Edward Garner, director at Kantar Worldpanel, said: “While the big four are struggling to keep their market share what’s clear is that consumers aren’t flocking away from their stores – their combined shopper numbers have dropped only 0.2% in the latest 12 weeks. In fact, 94% of Aldi and Lidl shoppers still visit at least one of the four major retailers every four weeks. However, consumers’ spend is increasingly being shared with other growing outlets which also include Waitrose, the Co-operative and Iceland and average household spend for the big four has dropped by 2.9%.”
The big four continue to be under pressure with sales declining at each retailer this period. Tesco saw signs of stabilising in comparison to historic declines over the past two years, showing the smallest drop in sales of 1.0%.

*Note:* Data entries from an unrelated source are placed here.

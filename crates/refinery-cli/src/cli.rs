use clap::{Args, Parser, Subcommand, ValueEnum};
use std::path::PathBuf;

const HELP_TEMPLATE: &str = "\
{before-help}{name} {version}
{author-with-newline}{about-with-newline}
{usage-heading} {usage}

{all-args}{after-help}
";

#[derive(Parser, Debug)]
#[command(
    author = "Refinery Developers",
    version,
    about = "Refinery CLI - Tabulated pair potentials, energies, forces and intramolecular Monte Carlo for atomistic models of disordered materials.",
    help_template = HELP_TEMPLATE,
)]
#[command(propagate_version = true)]
pub struct Cli {
    #[command(subcommand)]
    pub command: Commands,

    /// Increase verbosity level (-v for INFO, -vv for DEBUG, -vvv for TRACE)
    #[arg(short, long, action = clap::ArgAction::Count, global = true)]
    pub verbose: u8,

    /// Suppress all log output except for errors
    #[arg(short, long, global = true, conflicts_with = "verbose")]
    pub quiet: bool,

    /// Write logs to a specified file in addition to the console output
    #[arg(long, global = true, value_name = "PATH")]
    pub log_file: Option<PathBuf>,

    /// Set the number of threads (and process pool ranks) for parallel computation.
    /// Defaults to the number of available logical cores.
    #[arg(short = 'j', long, global = true, value_name = "NUM")]
    pub threads: Option<usize>,
}

#[derive(Subcommand, Debug)]
pub enum Commands {
    /// Evolve a configuration: intramolecular shake, energy and forces, repeated per iteration.
    Run(RunArgs),
    /// Write the tabulated pair potentials of a configuration to disk.
    Export(ExportArgs),
    /// Run a single energy and force self-test pass against the serial reference.
    Test(TestArgs),
}

/// Arguments for the `run` subcommand.
#[derive(Args, Debug)]
pub struct RunArgs {
    /// Path to the simulation input file in TOML format.
    #[arg(short, long, required = true, value_name = "PATH")]
    pub input: PathBuf,

    /// Override the number of iterations from the input file.
    #[arg(short = 'n', long, value_name = "INT")]
    pub iterations: Option<usize>,

    /// Override the random seed from the input file.
    #[arg(short, long, value_name = "INT")]
    pub seed: Option<u64>,

    /// Restart file: loaded before the run if it exists, written after it.
    #[arg(short, long, value_name = "PATH")]
    pub restart: Option<PathBuf>,

    /// Directory receiving the energy log.
    #[arg(short, long, value_name = "DIR")]
    pub output_dir: Option<PathBuf>,

    /// Stop as soon as the total energy is judged stable.
    #[arg(long)]
    pub until_stable: bool,
}

#[derive(ValueEnum, Debug, Clone, Copy, PartialEq, Eq)]
pub enum ExportFormat {
    /// One column-oriented file per type pair, named `<output>-<I>-<J>.pp`.
    Block,
    /// A single DL_POLY `TABLE` file.
    Dlpoly,
}

/// Arguments for the `export` subcommand.
#[derive(Args, Debug)]
pub struct ExportArgs {
    /// Path to the simulation input file in TOML format.
    #[arg(short, long, required = true, value_name = "PATH")]
    pub input: PathBuf,

    /// Output format.
    #[arg(short, long, value_enum, default_value_t = ExportFormat::Block)]
    pub format: ExportFormat,

    /// Output file (DL_POLY) or file name prefix (block).
    #[arg(short, long, required = true, value_name = "PATH")]
    pub output: PathBuf,
}

/// Arguments for the `test` subcommand.
#[derive(Args, Debug)]
pub struct TestArgs {
    /// Path to the simulation input file in TOML format.
    #[arg(short, long, required = true, value_name = "PATH")]
    pub input: PathBuf,

    /// Compute the reference with the analytic potentials instead of the tables.
    #[arg(long)]
    pub analytic: bool,

    /// Override the energy test threshold (kJ/mol).
    #[arg(long, value_name = "FLOAT")]
    pub energy_threshold: Option<f64>,

    /// Override the force test threshold (percent).
    #[arg(long, value_name = "FLOAT")]
    pub force_threshold: Option<f64>,

    /// Skip the force test.
    #[arg(long)]
    pub no_forces: bool,
}
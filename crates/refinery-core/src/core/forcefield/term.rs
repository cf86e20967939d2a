use std::iter::Sum;
use std::ops::{Add, AddAssign};

/// Bonded energy of one molecule or a whole configuration, split by term kind.
#[derive(Debug, Clone, Copy, PartialEq, Default)]
pub struct IntramolecularEnergy {
    pub bond: f64,
    pub angle: f64,
    pub torsion: f64,
}

impl IntramolecularEnergy {
    pub fn new(bond: f64, angle: f64, torsion: f64) -> Self {
        Self {
            bond,
            angle,
            torsion,
        }
    }

    #[inline]
    pub fn total(&self) -> f64 {
        self.bond + self.angle + self.torsion
    }
}

impl Add for IntramolecularEnergy {
    type Output = Self;

    fn add(self, rhs: Self) -> Self::Output {
        Self {
            bond: self.bond + rhs.bond,
            angle: self.angle + rhs.angle,
            torsion: self.torsion + rhs.torsion,
        }
    }
}

impl AddAssign for IntramolecularEnergy {
    fn add_assign(&mut self, rhs: Self) {
        self.bond += rhs.bond;
        self.angle += rhs.angle;
        self.torsion += rhs.torsion;
    }
}

impl Sum for IntramolecularEnergy {
    fn sum<I: Iterator<Item = Self>>(iter: I) -> Self {
        iter.fold(Self::default(), Add::add)
    }
}
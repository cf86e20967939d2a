mod cli;
mod commands;
mod config;
mod error;
mod logging;
mod setup;
mod utils;

use crate::cli::{Cli, Commands};
use crate::error::{CliError, Result};
use clap::Parser;
use tracing::{debug, error, info};

fn main() {
    if let Err(e) = run_app() {
        eprintln!("\n❌ Error: {}", e);
        std::process::exit(1);
    }
}

fn run_app() -> Result<()> {
    let cli = Cli::parse();
    logging::setup_logging(cli.verbose, cli.quiet, cli.log_file.as_deref())?;

    info!(
        "🚀 Refinery CLI v{} starting up.",
        env!("CARGO_PKG_VERSION")
    );
    debug!("Full CLI arguments parsed: {:?}", &cli);

    if let Some(num_threads) = cli.threads {
        if num_threads == 0 {
            return Err(CliError::Argument(
                "--threads must be at least 1".to_string(),
            ));
        }
        info!(
            "Setting Rayon global thread pool to {} threads.",
            num_threads
        );
        rayon::ThreadPoolBuilder::new()
            .num_threads(num_threads)
            .build_global()
            .map_err(|e| {
                CliError::Other(anyhow::anyhow!("Failed to build global thread pool: {}", e))
            })?;
    }

    let command_result = match cli.command {
        Commands::Run(args) => {
            info!("Dispatching to 'run' command.");
            commands::run::run(args, cli.threads, cli.quiet)
        }
        Commands::Export(args) => {
            info!("Dispatching to 'export' command.");
            commands::export::run(args)
        }
        Commands::Test(args) => {
            info!("Dispatching to 'test' command.");
            commands::test::run(args, cli.threads)
        }
    };

    match &command_result {
        Ok(_) => {
            info!("✅ Command completed successfully.");
            println!("✅ Command completed successfully.");
        }
        Err(e) => {
            error!("❌ Command failed: {}", e);
        }
    }

    command_result
}
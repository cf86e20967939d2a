pub struct DefaultsConfig {
    pub configuration_name: String,
    pub temperature: f64,
    pub iterations: usize,
    pub energy_log: bool,
}

impl Default for DefaultsConfig {
    fn default() -> Self {
        Self {
            configuration_name: "Configuration".to_string(),
            temperature: 300.0,
            iterations: 1,
            energy_log: true,
        }
    }
}
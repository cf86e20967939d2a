//! # Core Models Module
//!
//! Data structures describing what is being simulated.
//!
//! ## Overview
//!
//! A [`configuration::Configuration`] owns a flat array of [`atom::Atom`]s, the
//! [`molecule::Molecule`]s that partition them and the periodic
//! [`simulation_box::SimulationBox`] they live in. Every molecule is an instance of a
//! [`species::Species`] template, which carries the bonded terms, the rigid sub-trees ("attached"
//! atoms) on either side of each term, and the intramolecular pair scaling matrix.
//!
//! ## Key Components
//!
//! - [`atom`] - Position, atom type index and owning molecule of a single atom
//! - [`species`] - Molecular templates with bonds, angles, torsions and derived topology
//! - [`molecule`] - A species instance mapping local atom indices onto configuration atoms
//! - [`configuration`] - The complete simulated system
//! - [`simulation_box`] - Minimum-image geometry for periodic and non-periodic cells
//!
//! ## Usage
//!
//! ```ignore
//! use refinery::core::models::species::SpeciesBuilder;
//!
//! let mut builder = SpeciesBuilder::new("Water");
//! let o = builder.add_atom("OW");
//! let h1 = builder.add_atom("HW");
//! builder.add_bond(o, h1, BondForm::Harmonic { k: 4431.53, eq: 1.0 });
//! let water = Arc::new(builder.build()?);
//!
//! let mut configuration = Configuration::new("Bulk", SimulationBox::cubic(20.0)?, 300.0)?;
//! configuration.add_molecule(&water, &positions)?;
//! ```

pub mod atom;
pub mod configuration;
pub mod error;
pub mod molecule;
pub mod simulation_box;
pub mod species;
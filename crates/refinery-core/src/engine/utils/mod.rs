//! Helpers shared by the engine tasks.

pub mod sampling;
use thiserror::Error;

#[derive(Debug, Error, PartialEq)]
pub enum CurveError {
    #[error("Abscissa and ordinate arrays differ in length ({x} vs {y})")]
    LengthMismatch { x: usize, y: usize },
    #[error("Curve abscissae must be strictly increasing (violated at index {index})")]
    NotIncreasing { index: usize },
}

/// A sampled function `y(x)` with strictly increasing abscissae.
///
/// Tabulated pair potentials are stored as curves on a uniform grid, where the fractional index
/// `x / delta` addresses the table directly (see [`Curve::interpolate_index`]). Curves on arbitrary
/// grids, such as externally supplied corrections, are evaluated with [`Curve::approximate`].
#[derive(Debug, Clone, PartialEq, Default)]
pub struct Curve {
    x: Vec<f64>,
    y: Vec<f64>,
}

impl Curve {
    pub fn new(x: Vec<f64>, y: Vec<f64>) -> Result<Self, CurveError> {
        if x.len() != y.len() {
            return Err(CurveError::LengthMismatch {
                x: x.len(),
                y: y.len(),
            });
        }
        if let Some(index) = x.windows(2).position(|w| w[1] <= w[0]) {
            return Err(CurveError::NotIncreasing { index: index + 1 });
        }
        Ok(Self { x, y })
    }

    /// A zero-valued curve with `n_points` abscissae at `n * delta`.
    pub fn uniform(n_points: usize, delta: f64) -> Self {
        Self {
            x: (0..n_points).map(|n| n as f64 * delta).collect(),
            y: vec![0.0; n_points],
        }
    }

    #[inline]
    pub fn len(&self) -> usize {
        self.x.len()
    }

    #[inline]
    pub fn is_empty(&self) -> bool {
        self.x.is_empty()
    }

    #[inline]
    pub fn x(&self) -> &[f64] {
        &self.x
    }

    #[inline]
    pub fn y(&self) -> &[f64] {
        &self.y
    }

    #[inline]
    pub fn y_mut(&mut self) -> &mut [f64] {
        &mut self.y
    }

    #[inline]
    pub fn value(&self, index: usize) -> f64 {
        self.y[index]
    }

    /// Three-point interpolation at a fractional index into a uniformly spaced table.
    ///
    /// Indices inside the final three points return the last tabulated value.
    pub fn interpolate_index(&self, fractional_index: f64) -> f64 {
        let n = self.y.len();
        if n == 0 {
            return 0.0;
        }
        if n < 3 || fractional_index < 0.0 {
            return if fractional_index < 0.0 { self.y[0] } else { self.y[n - 1] };
        }

        let interval = fractional_index.floor() as usize;
        if interval >= n - 3 {
            return self.y[n - 1];
        }

        let ppp = fractional_index - interval as f64;
        three_point(
            self.y[interval],
            self.y[interval + 1],
            self.y[interval + 2],
            ppp,
        )
    }

    /// Interpolated value at an arbitrary abscissa, located by binary chop.
    ///
    /// Values outside the sampled range are clamped to the first or last ordinate.
    pub fn approximate(&self, x: f64) -> f64 {
        let n = self.x.len();
        if n == 0 {
            return 0.0;
        }
        if x <= self.x[0] {
            return self.y[0];
        }
        if x >= self.x[n - 1] {
            return self.y[n - 1];
        }

        let mut lower = 0;
        let mut upper = n - 1;
        while upper - lower > 1 {
            let middle = (lower + upper) / 2;
            if self.x[middle] > x {
                upper = middle;
            } else {
                lower = middle;
            }
        }

        let ppp = (x - self.x[lower]) / (self.x[upper] - self.x[lower]);
        if lower + 2 >= n {
            return self.y[lower] + (self.y[upper] - self.y[lower]) * ppp;
        }
        three_point(self.y[lower], self.y[lower + 1], self.y[lower + 2], ppp)
    }

    /// Adds `factor * source(x)` at every abscissa of this curve.
    pub fn add_interpolated(&mut self, source: &Curve, factor: f64) {
        for (x, y) in self.x.iter().zip(self.y.iter_mut()) {
            *y += source.approximate(*x) * factor;
        }
    }
}

#[inline]
fn three_point(y0: f64, y1: f64, y2: f64, ppp: f64) -> f64 {
    let t1 = y0 + (y1 - y0) * ppp;
    let t2 = y1 + (y2 - y1) * (ppp - 1.0);
    t1 + (t2 - t1) * ppp * 0.5
}

#[cfg(test)]
mod tests {
    use super::*;

    const TOLERANCE: f64 = 1e-12;

    fn f64_approx_equal(a: f64, b: f64) -> bool {
        (a - b).abs() < TOLERANCE
    }

    fn quadratic_curve(n_points: usize, delta: f64) -> Curve {
        let mut curve = Curve::uniform(n_points, delta);
        let xs = curve.x().to_vec();
        for (y, x) in curve.y_mut().iter_mut().zip(xs) {
            *y = 2.0 * x * x - 3.0 * x + 1.0;
        }
        curve
    }

    #[test]
    fn new_rejects_mismatched_lengths() {
        let result = Curve::new(vec![0.0, 1.0], vec![0.0]);
        assert_eq!(result, Err(CurveError::LengthMismatch { x: 2, y: 1 }));
    }

    #[test]
    fn new_rejects_non_increasing_abscissae() {
        let result = Curve::new(vec![0.0, 1.0, 1.0], vec![0.0; 3]);
        assert_eq!(result, Err(CurveError::NotIncreasing { index: 2 }));
    }

    #[test]
    fn uniform_curve_places_points_on_grid() {
        let curve = Curve::uniform(4, 0.5);
        assert_eq!(curve.x(), &[0.0, 0.5, 1.0, 1.5]);
        assert!(curve.y().iter().all(|&y| y == 0.0));
    }

    #[test]
    fn interpolate_index_reproduces_grid_values() {
        let curve = quadratic_curve(20, 0.1);
        for n in 0..15 {
            assert!(f64_approx_equal(
                curve.interpolate_index(n as f64),
                curve.value(n)
            ));
        }
    }

    #[test]
    fn interpolate_index_is_exact_for_quadratics() {
        let curve = quadratic_curve(20, 0.1);
        let x: f64 = 0.537;
        let expected = 2.0 * x * x - 3.0 * x + 1.0;
        assert!((curve.interpolate_index(x / 0.1) - expected).abs() < 1e-10);
    }

    #[test]
    fn interpolate_index_returns_last_value_near_end_of_table() {
        let curve = quadratic_curve(10, 1.0);
        assert_eq!(curve.interpolate_index(7.2), curve.value(9));
        assert_eq!(curve.interpolate_index(100.0), curve.value(9));
    }

    #[test]
    fn approximate_clamps_outside_range() {
        let curve = Curve::new(vec![1.0, 2.0, 4.0], vec![5.0, 6.0, 8.0]).unwrap();
        assert_eq!(curve.approximate(0.0), 5.0);
        assert_eq!(curve.approximate(10.0), 8.0);
    }

    #[test]
    fn approximate_interpolates_linear_data_exactly() {
        let curve = Curve::new(vec![0.0, 1.0, 2.0, 3.0], vec![0.0, 2.0, 4.0, 6.0]).unwrap();
        assert!(f64_approx_equal(curve.approximate(1.25), 2.5));
        assert!(f64_approx_equal(curve.approximate(2.5), 5.0));
    }

    #[test]
    fn add_interpolated_scales_source_onto_target_grid() {
        let mut target = Curve::uniform(5, 1.0);
        let source = Curve::new(vec![0.0, 2.0, 4.0], vec![1.0, 1.0, 1.0]).unwrap();
        target.add_interpolated(&source, 0.5);
        assert!(target.y().iter().all(|&y| f64_approx_equal(y, 0.5)));
    }
}
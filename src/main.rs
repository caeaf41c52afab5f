use std::sync::Arc;

use tracing_subscriber::layer::SubscriberExt;
use tracing_subscriber::util::SubscriberInitExt;

use support_assist::answerer::{AgentCache, HttpAnswerer};
use support_assist::config::Config;
use support_assist::http::{AppState, serve};
use support_assist::notify::{TracingOperatorChannel, UserMessenger};
use support_assist::stores::{
    ConversationStore, InMemoryConversationStore, InMemoryProcessStore, LibSqlStore, ProcessStore,
};
use support_assist::workflow::WorkflowService;
use support_assist::workflow::steps::StepDeps;
use support_assist::workflow::trace::TracingObserver;

#[tokio::main]
async fn main() -> anyhow::Result<()> {
    // Tracing: env-filtered stderr output plus a daily-rolling file log.
    let file_appender = tracing_appender::rolling::daily("./logs", "support-assist.log");
    let (file_writer, _guard) = tracing_appender::non_blocking(file_appender);
    tracing_subscriber::registry()
        .with(
            tracing_subscriber::EnvFilter::try_from_default_env()
                .unwrap_or_else(|_| tracing_subscriber::EnvFilter::new("info")),
        )
        .with(
            tracing_subscriber::fmt::layer()
                .with_target(false)
                .with_writer(std::io::stderr),
        )
        .with(
            tracing_subscriber::fmt::layer()
                .with_ansi(false)
                .with_writer(file_writer),
        )
        .init();

    let config = Config::from_env()?;

    eprintln!("📬 Support Assist v{}", env!("CARGO_PKG_VERSION"));
    eprintln!("   Answerer: {}", config.answerer.base_url);
    eprintln!("   API: http://0.0.0.0:{}/api/emails", config.http_port);

    // Stores: a local database when configured, in-memory otherwise.
    let (processes, conversations): (Arc<dyn ProcessStore>, Arc<dyn ConversationStore>) =
        match &config.db_path {
            Some(path) => {
                eprintln!("   Database: {path}");
                let store = Arc::new(LibSqlStore::new_local(std::path::Path::new(path)).await?);
                (store.clone(), store)
            }
            None => (
                Arc::new(InMemoryProcessStore::new()),
                Arc::new(InMemoryConversationStore::new()),
            ),
        };

    let answerer: Arc<dyn support_assist::answerer::Answerer> =
        Arc::new(HttpAnswerer::new(&config.answerer, config.poll.clone()));
    let agents = Arc::new(AgentCache::new(config.agents.clone()));
    let messenger = Arc::new(UserMessenger::new(
        Arc::clone(&conversations),
        Arc::new(TracingOperatorChannel),
        answerer.clone(),
        Arc::clone(&agents),
    ));

    let deps = StepDeps {
        answerer,
        agents,
        messenger: Arc::clone(&messenger),
        observer: Arc::new(TracingObserver),
        poll: config.poll.clone(),
        thread_create_retries: config.thread_create_retries,
    };

    let service = Arc::new(WorkflowService::new(deps, processes));
    let state = Arc::new(AppState {
        service,
        conversations,
        messenger,
    });

    serve(state, config.http_port).await?;
    Ok(())
}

Garner continues: “Sainsbury’s 1.2% sales decline – which has led to a drop in its market share to 16.2% – has been driven by a decline in pack sales, which is the short-term result of shifting its promotional emphasis from multi-pack deals to straightforward price cuts. Asda’s low-price positioning continues to feel the targeted effect of Aldi and Lidl’s growth – sales fell 5.1% on last year giving it a 15.8% share of the market, while Morrisons continues to be affected by store disposals.”
Waitrose has achieved a record share of the grocery market of 5.3%, growing sales by 2.1%. The Co-operative has continued its recent strong run, posting sales growth of 3.3% for the second period in a row to achieve a market share of 6.2%.
Lidl and Aldi remain the fastest growing retailers – up 14.2% and 11.4% respectively. This is not just about low prices – coupled with Waitrose’s strong performance this period the discounters are contributing to premiumisation. Aldi’s premium own label Specially Selected has grown by 15% while Lidl’s Deluxerange has grown by an impressive 65%.